> _Work order_: Would you please repeat the data that follows, exactly as it reads?

*** Begin section ***

use ndarray::Array1;

use crate::error::PricingError;
use crate::error::Result;

/// Equally spaced simulation grid on `[0, T]`, both ends included.
#[derive(Debug, Clone, PartialEq)]
pub struct TimeGrid {
  /// Maturity in years
  pub maturity: f64,
  /// Number of intervals
  pub num_steps: usize,
  /// `num_steps + 1` grid points
  pub points: Array1<f64>,
}

impl TimeGrid {
  /// Grid with `round(maturity / time_step)` intervals.
  pub fn new(maturity: f64, time_step: f64) -> Result<Self> {
    if !(maturity.is_finite() && maturity > 0.0) {
      return Err(PricingError::invalid(
        "Maturity Time",
        format!("must be positive and finite, got {maturity} years"),
      ));
    }
    if !(time_step.is_finite() && time_step > 0.0) {
      return Err(PricingError::invalid(
        "TimeStep",
        format!("must be positive and finite, got {time_step}"),
      ));
    }

    let steps = (maturity / time_step).round();
    if steps < 1.0 {
      return Err(PricingError::invalid(
        "Maturity Time",
        format!("{maturity} years is shorter than half a time step of {time_step}"),
      ));
    }
    if steps > usize::MAX as f64 {
      return Err(PricingError::SimulationSize(format!(
        "{steps} time steps cannot be represented"
      )));
    }

    Ok(Self::with_steps(maturity, steps as usize))
  }

  pub fn with_steps(maturity: f64, num_steps: usize) -> Self {
    Self {
      maturity,
      num_steps,
      points: Array1::linspace(0.0, maturity, num_steps + 1),
    }
  }

  /// Widths of the `num_steps` grid intervals.
  pub fn increments(&self) -> Array1<f64> {
    &self.points.slice(ndarray::s![1..]) - &self.points.slice(ndarray::s![..-1])
  }
}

*** End section ***

> _Exercise output_:
use ndarray::Array1;

use crate::error::PricingError;
use crate::error::Result;

/// Equally spaced simulation grid on `[0, T]`, both ends included.
#[derive(Debug, Clone, PartialEq)]
pub struct TimeGrid {
  /// Maturity in years
  pub maturity: f64,
  /// Number of intervals
  pub num_steps: usize,
  /// `num_steps + 1` grid points
  pub points: Array1<f64>,
}

impl TimeGrid {
  /// Grid with `round(maturity / time_step)` intervals.
  pub fn new(maturity: f64, time_step: f64) -> Result<Self> {
    if !(maturity.is_finite() && maturity > 0.0) {
      return Err(PricingError::invalid(
        "Maturity Time",
        format!("must be positive and finite, got {maturity} years"),
      ));
    }
    if !(time_step.is_finite() && time_step > 0.0) {
      return Err(PricingError::invalid(
        "TimeStep",
        format!("must be positive and finite, got {time_step}"),
      ));
    }

    let steps = (maturity / time_step).round();
    if steps < 1.0 {
      return Err(PricingError::invalid(
        "Maturity Time",
        format!("{maturity} years is shorter than half a time step of {time_step}"),
      ));
    }
    if steps > usize::MAX as f64 {
      return Err(PricingError::SimulationSize(format!(
        "{steps} time steps cannot be represented"
      )));
    }

    Ok(Self::with_steps(maturity, steps as usize))
  }

  pub fn with_steps(maturity: f64, num_steps: usize) -> Self {
    Self {
      maturity,
      num_steps,
      points: Array1::linspace(0.0, maturity, num_steps + 1),
    }
  }

  /// Widths of the `num_steps` grid intervals.
  pub fn increments(&self) -> Array1<f64> {
    &self.points.slice(ndarray::s![1..]) - &self.points.slice(ndarray::s![..-1])
  }
}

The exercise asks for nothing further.